- [Task description]
Each line of the data below that contains "operands" must be copied.

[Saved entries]
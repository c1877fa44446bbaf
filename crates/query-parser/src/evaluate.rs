use itertools::Itertools;

use crate::error::InvalidPostfix;
use crate::Operator;

/// One entry of a postfix list ready for evaluation: an operand that has been
/// substituted for a word token, or an operator.
#[derive(Debug, Clone, PartialEq)]
pub enum Item<T> {
    Operand(T),
    Operator(Operator),
}

/// The meaning given to the boolean operators during evaluation.
///
/// The evaluator is generic over this trait: the same postfix list runs once
/// over document-id lists to compute the result set and once per candidate
/// document over occurrence counts to compute its score. `NOT` is unary but
/// needs the ambient universe, which the implementation captures.
pub trait Semantics {
    type Operand;

    fn and(&self, lhs: Self::Operand, rhs: Self::Operand) -> Self::Operand;
    fn or(&self, lhs: Self::Operand, rhs: Self::Operand) -> Self::Operand;
    fn not(&self, operand: Self::Operand) -> Self::Operand;
}

/// Evaluates a postfix item list, consuming it from the tail.
pub fn evaluate<S: Semantics>(
    postfix: &mut Vec<Item<S::Operand>>,
    semantics: &S,
) -> Result<S::Operand, InvalidPostfix> {
    match postfix.pop().ok_or(InvalidPostfix)? {
        Item::Operand(operand) => Ok(operand),
        Item::Operator(Operator::Not) => {
            let operand = evaluate(postfix, semantics)?;
            Ok(semantics.not(operand))
        }
        Item::Operator(Operator::And) => {
            let rhs = evaluate(postfix, semantics)?;
            let lhs = evaluate(postfix, semantics)?;
            Ok(semantics.and(lhs, rhs))
        }
        Item::Operator(Operator::Or) => {
            let rhs = evaluate(postfix, semantics)?;
            let lhs = evaluate(postfix, semantics)?;
            Ok(semantics.or(lhs, rhs))
        }
        // parentheses never survive the conversion
        Item::Operator(_) => Err(InvalidPostfix),
    }
}

/// Set interpretation: operands are ordered, duplicate-free id lists.
pub struct SetSemantics<'a, T> {
    /// Every possible element; `NOT` is the difference against it.
    pub universe: &'a [T],
}

impl<T: PartialEq + Clone> Semantics for SetSemantics<'_, T> {
    type Operand = Vec<T>;

    /// Intersection, keeping the order of the left operand.
    fn and(&self, lhs: Vec<T>, rhs: Vec<T>) -> Vec<T> {
        lhs.into_iter().filter(|x| rhs.contains(x)).collect()
    }

    /// Left and right interleaved, the remainder appended; elements already
    /// present on the left are dropped from the right beforehand.
    fn or(&self, lhs: Vec<T>, rhs: Vec<T>) -> Vec<T> {
        let rhs: Vec<T> = rhs.into_iter().filter(|x| !lhs.contains(x)).collect();
        lhs.into_iter().interleave(rhs).collect()
    }

    fn not(&self, operand: Vec<T>) -> Vec<T> {
        self.universe.iter().filter(|x| !operand.contains(x)).cloned().collect()
    }
}

/// Integer interpretation used for scoring: operands are occurrence counts.
///
/// The arithmetic is the fixed scoring convention, not a consequence of the
/// set semantics; changing it changes every ranking.
pub struct CountSemantics {
    /// Total number of tokens in the document under scoring.
    pub total: i64,
}

impl Semantics for CountSemantics {
    type Operand = i64;

    fn and(&self, lhs: i64, rhs: i64) -> i64 {
        (lhs - rhs).abs()
    }

    fn or(&self, lhs: i64, rhs: i64) -> i64 {
        lhs + rhs
    }

    fn not(&self, operand: i64) -> i64 {
        self.total - operand
    }
}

- [Answer box]
/// Set interpretation: operands are ordered, duplicate-free id lists.
/// Integer interpretation used for scoring: operands are occurrence counts.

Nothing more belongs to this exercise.